* _WHAT THIS TASK INVOLVES_
A single number is wanted: how many lines of the records below contain the word "first".

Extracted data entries
════════
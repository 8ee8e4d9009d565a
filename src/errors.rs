// SPDX-License-Identifier: GPL-3.0-only

//! Error types for the goal detector

use crate::backends::camera::BackendError;
use std::fmt;

/// Result type alias using AppError
pub type AppResult<T> = Result<T, AppError>;

/// Main application error type
#[derive(Debug, Clone)]
pub enum AppError {
    /// Frame source errors (V4L2, file replay, synthetic)
    Camera(BackendError),
    /// IR illuminator errors
    Illuminator(IlluminatorError),
    /// Image processing errors
    Imaging(ImagingError),
    /// Configuration errors
    Config(String),
    /// Storage/filesystem errors
    Storage(String),
    /// Generic error with message
    Other(String),
}

/// Errors raised while driving the IR LED
#[derive(Debug, Clone)]
pub enum IlluminatorError {
    /// No LED with the requested name exists
    NotFound(String),
    /// The LED exists but its brightness file is not writable
    PermissionDenied(String),
    /// Writing the LED state failed
    WriteFailed(String),
}

/// Errors raised by the per-pixel image operations
#[derive(Debug, Clone, PartialEq, Eq)]
pub enum ImagingError {
    /// Two images (or an image and its mask) differ in size
    DimensionMismatch {
        expected: (u32, u32),
        found: (u32, u32),
    },
    /// An operation parameter is out of range
    InvalidParameter(String),
}

impl fmt::Display for AppError {
    fn fmt(&self, f: &mut fmt::Formatter<'_>) -> fmt::Result {
        match self {
            AppError::Camera(e) => write!(f, "Camera error: {}", e),
            AppError::Illuminator(e) => write!(f, "Illuminator error: {}", e),
            AppError::Imaging(e) => write!(f, "Imaging error: {}", e),
            AppError::Config(msg) => write!(f, "Configuration error: {}", msg),
            AppError::Storage(msg) => write!(f, "Storage error: {}", msg),
            AppError::Other(msg) => write!(f, "{}", msg),
        }
    }
}

impl fmt::Display for IlluminatorError {
    fn fmt(&self, f: &mut fmt::Formatter<'_>) -> fmt::Result {
        match self {
            IlluminatorError::NotFound(name) => write!(f, "LED not found: {}", name),
            IlluminatorError::PermissionDenied(msg) => write!(f, "Permission denied: {}", msg),
            IlluminatorError::WriteFailed(msg) => write!(f, "Failed to set LED: {}", msg),
        }
    }
}

impl fmt::Display for ImagingError {
    fn fmt(&self, f: &mut fmt::Formatter<'_>) -> fmt::Result {
        match self {
            ImagingError::DimensionMismatch { expected, found } => write!(
                f,
                "Image size mismatch: expected {}x{}, found {}x{}",
                expected.0, expected.1, found.0, found.1
            ),
            ImagingError::InvalidParameter(msg) => write!(f, "Invalid parameter: {}", msg),
        }
    }
}

impl std::error::Error for AppError {}
impl std::error::Error for IlluminatorError {}
impl std::error::Error for ImagingError {}

impl From<BackendError> for AppError {
    fn from(err: BackendError) -> Self {
        AppError::Camera(err)
    }
}

impl From<IlluminatorError> for AppError {
    fn from(err: IlluminatorError) -> Self {
        AppError::Illuminator(err)
    }
}

impl From<ImagingError> for AppError {
    fn from(err: ImagingError) -> Self {
        AppError::Imaging(err)
    }
}

impl From<String> for AppError {
    fn from(msg: String) -> Self {
        AppError::Other(msg)
    }
}

impl From<&str> for AppError {
    fn from(msg: &str) -> Self {
        AppError::Other(msg.to_string())
    }
}

impl From<std::io::Error> for AppError {
    fn from(err: std::io::Error) -> Self {
        AppError::Storage(err.to_string())
    }
}

impl From<image::ImageError> for AppError {
    fn from(err: image::ImageError) -> Self {
        AppError::Storage(err.to_string())
    }
}

impl From<serde_json::Error> for AppError {
    fn from(err: serde_json::Error) -> Self {
        AppError::Config(err.to_string())
    }
}

impl From<std::io::Error> for IlluminatorError {
    fn from(err: std::io::Error) -> Self {
        match err.kind() {
            std::io::ErrorKind::PermissionDenied => IlluminatorError::PermissionDenied(err.to_string()),
            std::io::ErrorKind::NotFound => IlluminatorError::NotFound(err.to_string()),
            _ => IlluminatorError::WriteFailed(err.to_string()),
        }
    }
}

#[cfg(test)]
mod tests {
    use super::*;

    #[test]
    fn test_io_error_maps_to_illuminator_kind() {
        let denied = std::io::Error::new(std::io::ErrorKind::PermissionDenied, "nope");
        assert!(matches!(
            IlluminatorError::from(denied),
            IlluminatorError::PermissionDenied(_)
        ));

        let other = std::io::Error::other("bus fault");
        assert!(matches!(
            IlluminatorError::from(other),
            IlluminatorError::WriteFailed(_)
        ));
    }

    #[test]
    fn test_dimension_mismatch_display() {
        let err = ImagingError::DimensionMismatch {
            expected: (240, 160),
            found: (160, 120),
        };
        assert_eq!(
            err.to_string(),
            "Image size mismatch: expected 240x160, found 160x120"
        );
    }
}
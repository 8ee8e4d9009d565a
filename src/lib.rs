// SPDX-License-Identifier: GPL-3.0-only

//! retroflash - retro-reflective goal detection under a flashing IR LED
//!
//! Frames are captured with the infrared illuminator off and on and
//! subtracted, so only surfaces that return the flash survive; bright
//! regions of the difference are then located as blobs.
//!
//! # Architecture
//!
//! - [`backends`]: frame sources (V4L2, image files, synthetic) and camera controls
//! - [`flash`]: the IR illuminator
//! - [`timing`]: sensor refresh hold-ups and FPS tracking
//! - [`imaging`]: per-pixel operations, colour thresholds and blob detection
//! - [`pipelines`]: highlighter sequences and the detection loop
//! - [`config`]: user configuration
//! - [`storage`]: annotated frame output

pub mod backends;
pub mod config;
pub mod constants;
pub mod errors;
pub mod flash;
pub mod imaging;
pub mod pipelines;
pub mod storage;
pub mod timing;

// Re-export commonly used types
pub use config::Config;
pub use constants::{Framesize, HighlighterMode};
pub use errors::{AppError, AppResult};
pub use pipelines::{Detection, GoalDetector, Rig};
// SPDX-License-Identifier: MPL-2.0

//! Integration tests for the highlighter and detection loop

use image::{Rgb, RgbImage};
use retroflash::backends::camera::{
    BackendError, BackendResult, FileSequence, FrameSource, LoopAction, SyntheticCamera,
    SyntheticScene, SyntheticTarget,
};
use retroflash::flash::{Illuminator, NoLed};
use retroflash::imaging::Rect;
use retroflash::pipelines::{Highlighter, HighlighterParams};
use retroflash::timing::{Clock, ManualClock};
use retroflash::{Config, Detection, GoalDetector, HighlighterMode, Rig};
use std::sync::Arc;
use std::sync::atomic::{AtomicBool, Ordering};

const WIDTH: u32 = 240;
const HEIGHT: u32 = 160;
const WHITE: [u8; 3] = [255, 255, 255];

fn config(mode: HighlighterMode) -> Config {
    let mut config = Config::default();
    config.highlighter.mode = mode;
    config
}

fn synthetic_rig(scene: SyntheticScene) -> (Rig, Arc<dyn Clock>) {
    let clock: Arc<dyn Clock> = Arc::new(ManualClock::new());
    let (camera, led) = SyntheticCamera::with_led(scene, Arc::clone(&clock));
    let rig = Rig::new(Box::new(camera), Box::new(led), Arc::clone(&clock));
    (rig, clock)
}

fn detector(scene: SyntheticScene, config: &Config) -> GoalDetector {
    let (rig, clock) = synthetic_rig(scene);
    GoalDetector::new(rig, config, clock)
}

fn run_collect(detector: &mut GoalDetector, frames: u64) -> Vec<Detection> {
    let mut detections = Vec::new();
    let stop = AtomicBool::new(false);
    detector
        .run(&stop, Some(frames), |detection, _| detections.push(detection.clone()))
        .unwrap();
    detections
}

#[test]
fn test_every_mode_finds_both_goals() {
    for mode in HighlighterMode::ALL {
        let mut detector = detector(SyntheticScene::goal_field(WIDTH, HEIGHT), &config(mode));
        let detections = run_collect(&mut detector, 3);

        assert_eq!(detections.len(), 3, "{} should report every frame", mode);
        for detection in &detections {
            assert_eq!(detection.blobs.len(), 2, "{} frame {}", mode, detection.sequence);
            let top = detection.blobs.iter().filter(|b| b.cy < HEIGHT as f32 / 2.0).count();
            assert_eq!(top, 1, "{} should see the goal near the top", mode);
        }
    }
}

#[test]
fn test_short_settle_misses_top_rows() {
    // The rolling shutter exposes the top rows before the LED change lands
    let mut config = config(HighlighterMode::TwoStep);
    config.highlighter.settle_us = Some(3_000);

    let mut detector = detector(SyntheticScene::goal_field(WIDTH, HEIGHT), &config);
    let detections = run_collect(&mut detector, 2);

    for detection in &detections {
        assert_eq!(detection.blobs.len(), 1);
        assert!(detection.blobs[0].cy > HEIGHT as f32 / 2.0);
    }
}

#[test]
fn test_motion_mask_suppresses_blinking_patch() {
    let blinker = Rect::new(24, 80, 20, 12);
    let centre = (blinker.x + blinker.w / 2, blinker.y + blinker.h / 2);
    let scene = SyntheticScene::goal_field(WIDTH, HEIGHT).with_target(SyntheticTarget::blinker(blinker));

    let (mut rig, _clock) = synthetic_rig(scene.clone());
    let mut two_frame = Highlighter::new(HighlighterParams::from(&config(HighlighterMode::TwoFrame).highlighter));
    let unmasked = two_frame.highlight(&mut rig).unwrap();
    assert!(unmasked.motion_mask.is_none());
    assert_ne!(unmasked.image.get_pixel(centre.0, centre.1).0, WHITE);

    let (mut rig, _clock) = synthetic_rig(scene);
    let mut masked = Highlighter::new(HighlighterParams::from(&config(HighlighterMode::MotionMasked).highlighter));
    let highlight = masked.highlight(&mut rig).unwrap();
    let motion = highlight.motion_mask.unwrap();
    assert_eq!(motion.get_pixel(centre.0, centre.1).0, [255]);
    assert_eq!(highlight.image.get_pixel(centre.0, centre.1).0, WHITE);
}

#[test]
fn test_pipelined_detection_lags_one_frame() {
    let mut config = config(HighlighterMode::TwoStep);
    config.detector.pipelined = true;
    let mut detector = detector(SyntheticScene::goal_field(WIDTH, HEIGHT), &config);

    assert!(detector.step().unwrap().is_none());

    let (first, _) = detector.step().unwrap().unwrap();
    assert_eq!(first.sequence, 1);
    assert_eq!(first.blobs.len(), 2);

    let (last, _) = detector.flush().unwrap();
    assert_eq!(last.sequence, 2);
    assert!(detector.flush().is_none());
}

#[test]
fn test_run_stops_at_frame_limit_and_switches_led_off() {
    let mut detector = detector(
        SyntheticScene::goal_field(WIDTH, HEIGHT),
        &config(HighlighterMode::TwoFrame),
    );
    let detections = run_collect(&mut detector, 4);

    let sequences: Vec<u64> = detections.iter().map(|d| d.sequence).collect();
    assert_eq!(sequences, vec![1, 2, 3, 4]);
    assert_eq!(detector.summary().frames, 4);
    assert_eq!(detector.summary().frames_with_goals, 4);
    assert!(!detector.rig().led.is_on(), "LED should be off after the run");
}

/// Goal in the recorded frames
const REPLAY_GOAL: Rect = Rect {
    x: 10,
    y: 10,
    w: 12,
    h: 8,
};

/// Record two two-step highlights (unlit then lit, twice) into `name`
fn record_frames(name: &str) -> std::path::PathBuf {
    let dir = std::env::temp_dir().join(format!("retroflash-{}-{}", name, std::process::id()));
    let _ = std::fs::remove_dir_all(&dir);
    std::fs::create_dir_all(&dir).unwrap();

    let goal = REPLAY_GOAL;
    let unlit = RgbImage::from_pixel(64, 48, Rgb([60, 60, 60]));
    let mut lit = RgbImage::from_pixel(64, 48, Rgb([63, 63, 63]));
    for y in goal.y..goal.bottom() {
        for x in goal.x..goal.right() {
            lit.put_pixel(x, y, Rgb([185, 205, 255]));
        }
    }
    for (i, frame) in [&unlit, &lit, &unlit, &lit].into_iter().enumerate() {
        frame.save(dir.join(format!("frame_{:02}.png", i))).unwrap();
    }
    dir
}

fn replay_detector(dir: &std::path::Path, config: &Config) -> GoalDetector {
    let clock: Arc<dyn Clock> = Arc::new(ManualClock::new());
    let source = FileSequence::open(dir, false).unwrap();
    let rig = Rig::new(Box::new(source), Box::new(NoLed::new()), Arc::clone(&clock));
    GoalDetector::new(rig, config, clock)
}

#[test]
fn test_replay_stops_at_end_of_sequence() {
    let dir = record_frames("replay");
    let mut detector = replay_detector(&dir, &config(HighlighterMode::TwoStep));

    let mut detections = Vec::new();
    let summary = detector
        .run(&AtomicBool::new(false), None, |d, _| detections.push(d.clone()))
        .unwrap();

    assert_eq!(summary.frames, 2);
    assert_eq!(summary.errors, 0);
    for detection in &detections {
        assert_eq!(detection.blobs.len(), 1);
        assert_eq!(detection.blobs[0].rect, REPLAY_GOAL);
        assert_eq!(detection.blobs[0].pixels, 96);
    }

    let _ = std::fs::remove_dir_all(&dir);
}

#[test]
fn test_pipelined_replay_reports_last_highlight() {
    // The source runs out during the iteration that searches the last highlight
    let dir = record_frames("pipelined-replay");
    let mut config = config(HighlighterMode::TwoStep);
    config.detector.pipelined = true;
    let mut detector = replay_detector(&dir, &config);

    let mut detections = Vec::new();
    let summary = detector
        .run(&AtomicBool::new(false), None, |d, _| detections.push(d.clone()))
        .unwrap();

    let sequences: Vec<u64> = detections.iter().map(|d| d.sequence).collect();
    assert_eq!(sequences, vec![1, 2]);
    assert_eq!(summary.frames, 2);
    assert_eq!(summary.errors, 0);
    for detection in &detections {
        assert_eq!(detection.blobs.len(), 1);
        assert_eq!(detection.blobs[0].rect, REPLAY_GOAL);
    }

    let _ = std::fs::remove_dir_all(&dir);
}

#[test]
fn test_interrupted_pipelined_run_reports_pending_detection() {
    let mut config = config(HighlighterMode::TwoStep);
    config.detector.pipelined = true;
    let mut detector = detector(SyntheticScene::goal_field(WIDTH, HEIGHT), &config);

    let mut sequences = Vec::new();
    let mut sink = |d: &Detection, _: &RgbImage| sequences.push(d.sequence);
    while detector.summary().frames == 0 {
        assert_eq!(detector.iterate(&mut sink), LoopAction::Continue);
    }
    // Interrupted here: the second highlight is still waiting for its search
    let summary = detector.conclude(&mut sink).unwrap();

    assert_eq!(sequences, vec![1, 2]);
    assert_eq!(summary.frames, 2);
    assert_eq!(summary.frames_with_goals, 2);
    assert!(!detector.rig().led.is_on(), "LED should be off after the run");
}

#[test]
fn test_run_stopped_by_flag_flushes_pending_detection() {
    let mut config = config(HighlighterMode::TwoStep);
    config.detector.pipelined = true;
    let mut detector = detector(SyntheticScene::goal_field(WIDTH, HEIGHT), &config);

    let stop = AtomicBool::new(false);
    let mut sequences = Vec::new();
    let summary = detector
        .run(&stop, None, |d, _| {
            sequences.push(d.sequence);
            stop.store(true, Ordering::SeqCst);
        })
        .unwrap();

    assert_eq!(sequences, vec![1, 2]);
    assert_eq!(summary.frames, 2);
}

/// Synthetic camera whose `fail_at`-th snapshot times out
struct FlakyCamera {
    inner: SyntheticCamera,
    snapshots: u32,
    fail_at: u32,
}

impl FrameSource for FlakyCamera {
    fn name(&self) -> &str {
        "flaky"
    }

    fn resolution(&self) -> (u32, u32) {
        self.inner.resolution()
    }

    fn snapshot(&mut self) -> BackendResult<RgbImage> {
        self.snapshots += 1;
        if self.snapshots == self.fail_at {
            return Err(BackendError::CaptureFailed("sensor timeout".into()));
        }
        self.inner.snapshot()
    }
}

#[test]
fn test_pipelined_capture_error_keeps_finished_detection() {
    let mut config = config(HighlighterMode::TwoStep);
    config.detector.pipelined = true;

    let clock: Arc<dyn Clock> = Arc::new(ManualClock::new());
    let (camera, led) = SyntheticCamera::with_led(SyntheticScene::goal_field(WIDTH, HEIGHT), Arc::clone(&clock));
    // Two snapshots per highlight: the third highlight fails on its first
    let camera = FlakyCamera {
        inner: camera,
        snapshots: 0,
        fail_at: 5,
    };
    let rig = Rig::new(Box::new(camera), Box::new(led), Arc::clone(&clock));
    let mut detector = GoalDetector::new(rig, &config, clock);

    let mut detections = Vec::new();
    let summary = detector
        .run(&AtomicBool::new(false), Some(3), |d, _| detections.push(d.clone()))
        .unwrap();

    let sequences: Vec<u64> = detections.iter().map(|d| d.sequence).collect();
    assert_eq!(sequences, vec![1, 2, 4]);
    assert_eq!(summary.errors, 1);
    for detection in &detections {
        assert_eq!(detection.blobs.len(), 2, "frame {}", detection.sequence);
    }
}

struct BrokenCamera;

impl FrameSource for BrokenCamera {
    fn name(&self) -> &str {
        "broken"
    }

    fn resolution(&self) -> (u32, u32) {
        (32, 32)
    }

    fn snapshot(&mut self) -> BackendResult<RgbImage> {
        Err(BackendError::CaptureFailed("sensor timeout".into()))
    }
}

#[test]
fn test_repeated_errors_end_the_run() {
    let mut config = config(HighlighterMode::TwoStep);
    config.detector.max_consecutive_errors = 3;

    let clock: Arc<dyn Clock> = Arc::new(ManualClock::new());
    let rig = Rig::new(Box::new(BrokenCamera), Box::new(NoLed::new()), Arc::clone(&clock));
    let mut detector = GoalDetector::new(rig, &config, clock);

    let result = detector.run(&AtomicBool::new(false), None, |_, _| {});
    assert!(result.is_err());
    assert_eq!(detector.summary().errors, 3);
    assert_eq!(detector.summary().frames, 0);
}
════════
* _WRITTEN RESPONSE_
4